▶ **Goal of the exercise**
With nothing added or left out, output the listing that follows.

▶ **Stored data**
// Frequency analysis of ciphertext blocks.
//
// Blocks are counted in order of first appearance and then stably sorted by
// count, so blocks with equal counts keep their discovery order. That order
// is arbitrary but deterministic.

use std::collections::HashMap;
use std::hash::Hash;

use num_bigint::BigUint;

use crate::Ciphertext;

// English letter frequencies in percent, most frequent first.
pub const ENGLISH_LETTER_FREQUENCIES: [(char, f64); 26] = [
    ('E', 12.70),
    ('T', 9.06),
    ('A', 8.17),
    ('O', 7.51),
    ('I', 6.97),
    ('N', 6.75),
    ('S', 6.33),
    ('H', 6.09),
    ('R', 5.99),
    ('D', 4.25),
    ('L', 4.03),
    ('C', 2.78),
    ('U', 2.76),
    ('M', 2.41),
    ('W', 2.36),
    ('F', 2.23),
    ('G', 2.02),
    ('Y', 1.99),
    ('P', 1.93),
    ('B', 1.49),
    ('V', 0.98),
    ('K', 0.77),
    ('J', 0.15),
    ('X', 0.15),
    ('Q', 0.10),
    ('Z', 0.07),
];

#[derive(Debug, Clone, PartialEq)]
pub struct FrequencyEntry {
    pub block: BigUint,
    pub count: usize,
    /// Share of all blocks, rounded to two decimal places.
    pub percentage: f64,
}

#[derive(Debug, Clone, Default, PartialEq)]
pub struct FrequencyTable {
    entries: Vec<FrequencyEntry>,
}

impl FrequencyTable {
    pub fn entries(&self) -> &[FrequencyEntry] {
        &self.entries
    }

    /// The `k` most frequent entries, or fewer if the table is shorter.
    pub fn top(&self, k: usize) -> &[FrequencyEntry] {
        &self.entries[..k.min(self.entries.len())]
    }

    pub fn len(&self) -> usize {
        self.entries.len()
    }

    pub fn is_empty(&self) -> bool {
        self.entries.is_empty()
    }
}

#[derive(Debug, Clone, PartialEq)]
pub struct NgramEntry {
    pub blocks: Vec<BigUint>,
    pub count: usize,
    pub percentage: f64,
}

impl NgramEntry {
    /// The blocks joined with commas, e.g. `"103,50"`.
    pub fn label(&self) -> String {
        self.blocks
            .iter()
            .map(|block| block.to_string())
            .collect::<Vec<_>>()
            .join(",")
    }
}

/// Percentage of each distinct block among all blocks, most frequent first.
///
/// Passthrough characters are ignored. A ciphertext with no blocks gives an
/// empty table.
pub fn frequency_table(ciphertext: &Ciphertext) -> FrequencyTable {
    let total = ciphertext.block_count();
    if total == 0 {
        return FrequencyTable::default();
    }

    let entries = rank_by_count(ciphertext.blocks())
        .into_iter()
        .map(|(block, count)| FrequencyEntry {
            block: block.clone(),
            count,
            percentage: percentage(count, total),
        })
        .collect();
    FrequencyTable { entries }
}

/// Frequencies of runs of `n` consecutive blocks, most frequent first.
///
/// Windows never span a passthrough character. Returns nothing when `n` is
/// zero or no run is long enough.
pub fn ngram_table(ciphertext: &Ciphertext, n: usize) -> Vec<NgramEntry> {
    if n == 0 {
        return Vec::new();
    }

    let runs = ciphertext.block_runs();
    let windows = runs.iter().flat_map(|run| run.windows(n));
    let total = windows.clone().count();
    if total == 0 {
        return Vec::new();
    }

    rank_by_count(windows)
        .into_iter()
        .map(|(window, count)| NgramEntry {
            blocks: window.iter().map(|&block| block.clone()).collect(),
            count,
            percentage: percentage(count, total),
        })
        .collect()
}

fn rank_by_count<K: Hash + Eq + Clone>(items: impl Iterator<Item = K>) -> Vec<(K, usize)> {
    let mut index: HashMap<K, usize> = HashMap::new();
    let mut ranked: Vec<(K, usize)> = Vec::new();
    for item in items {
        match index.get(&item) {
            Some(&idx) => ranked[idx].1 += 1,
            None => {
                index.insert(item.clone(), ranked.len());
                ranked.push((item, 1));
            }
        }
    }
    // Stable, so ties stay in discovery order.
    ranked.sort_by(|a, b| b.1.cmp(&a.1));
    ranked
}

fn percentage(count: usize, total: usize) -> f64 {
    let raw = count as f64 / total as f64 * 100.0;
    (raw * 100.0).round() / 100.0
}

▶ **Output of the exercise**
// Frequency analysis of ciphertext blocks.
//
// Blocks are counted in order of first appearance and then stably sorted by
// count, so blocks with equal counts keep their discovery order. That order
// is arbitrary but deterministic.

use std::collections::HashMap;
use std::hash::Hash;

use num_bigint::BigUint;

use crate::Ciphertext;

// English letter frequencies in percent, most frequent first.
pub const ENGLISH_LETTER_FREQUENCIES: [(char, f64); 26] = [
    ('E', 12.70),
    ('T', 9.06),
    ('A', 8.17),
    ('O', 7.51),
    ('I', 6.97),
    ('N', 6.75),
    ('S', 6.33),
    ('H', 6.09),
    ('R', 5.99),
    ('D', 4.25),
    ('L', 4.03),
    ('C', 2.78),
    ('U', 2.76),
    ('M', 2.41),
    ('W', 2.36),
    ('F', 2.23),
    ('G', 2.02),
    ('Y', 1.99),
    ('P', 1.93),
    ('B', 1.49),
    ('V', 0.98),
    ('K', 0.77),
    ('J', 0.15),
    ('X', 0.15),
    ('Q', 0.10),
    ('Z', 0.07),
];

#[derive(Debug, Clone, PartialEq)]
pub struct FrequencyEntry {
    pub block: BigUint,
    pub count: usize,
    /// Share of all blocks, rounded to two decimal places.
    pub percentage: f64,
}

#[derive(Debug, Clone, Default, PartialEq)]
pub struct FrequencyTable {
    entries: Vec<FrequencyEntry>,
}

impl FrequencyTable {
    pub fn entries(&self) -> &[FrequencyEntry] {
        &self.entries
    }

    /// The `k` most frequent entries, or fewer if the table is shorter.
    pub fn top(&self, k: usize) -> &[FrequencyEntry] {
        &self.entries[..k.min(self.entries.len())]
    }

    pub fn len(&self) -> usize {
        self.entries.len()
    }

    pub fn is_empty(&self) -> bool {
        self.entries.is_empty()
    }
}

#[derive(Debug, Clone, PartialEq)]
pub struct NgramEntry {
    pub blocks: Vec<BigUint>,
    pub count: usize,
    pub percentage: f64,
}

impl NgramEntry {
    /// The blocks joined with commas, e.g. `"103,50"`.
    pub fn label(&self) -> String {
        self.blocks
            .iter()
            .map(|block| block.to_string())
            .collect::<Vec<_>>()
            .join(",")
    }
}

/// Percentage of each distinct block among all blocks, most frequent first.
///
/// Passthrough characters are ignored. A ciphertext with no blocks gives an
/// empty table.
pub fn frequency_table(ciphertext: &Ciphertext) -> FrequencyTable {
    let total = ciphertext.block_count();
    if total == 0 {
        return FrequencyTable::default();
    }

    let entries = rank_by_count(ciphertext.blocks())
        .into_iter()
        .map(|(block, count)| FrequencyEntry {
            block: block.clone(),
            count,
            percentage: percentage(count, total),
        })
        .collect();
    FrequencyTable { entries }
}

/// Frequencies of runs of `n` consecutive blocks, most frequent first.
///
/// Windows never span a passthrough character. Returns nothing when `n` is
/// zero or no run is long enough.
pub fn ngram_table(ciphertext: &Ciphertext, n: usize) -> Vec<NgramEntry> {
    if n == 0 {
        return Vec::new();
    }

    let runs = ciphertext.block_runs();
    let windows = runs.iter().flat_map(|run| run.windows(n));
    let total = windows.clone().count();
    if total == 0 {
        return Vec::new();
    }

    rank_by_count(windows)
        .into_iter()
        .map(|(window, count)| NgramEntry {
            blocks: window.iter().map(|&block| block.clone()).collect(),
            count,
            percentage: percentage(count, total),
        })
        .collect()
}

fn rank_by_count<K: Hash + Eq + Clone>(items: impl Iterator<Item = K>) -> Vec<(K, usize)> {
    let mut index: HashMap<K, usize> = HashMap::new();
    let mut ranked: Vec<(K, usize)> = Vec::new();
    for item in items {
        match index.get(&item) {
            Some(&idx) => ranked[idx].1 += 1,
            None => {
                index.insert(item.clone(), ranked.len());
                ranked.push((item, 1));
            }
        }
    }
    // Stable, so ties stay in discovery order.
    ranked.sort_by(|a, b| b.1.cmp(&a.1));
    ranked
}

fn percentage(count: usize, total: usize) -> f64 {
    let raw = count as f64 / total as f64 * 100.0;
    (raw * 100.0).round() / 100.0
}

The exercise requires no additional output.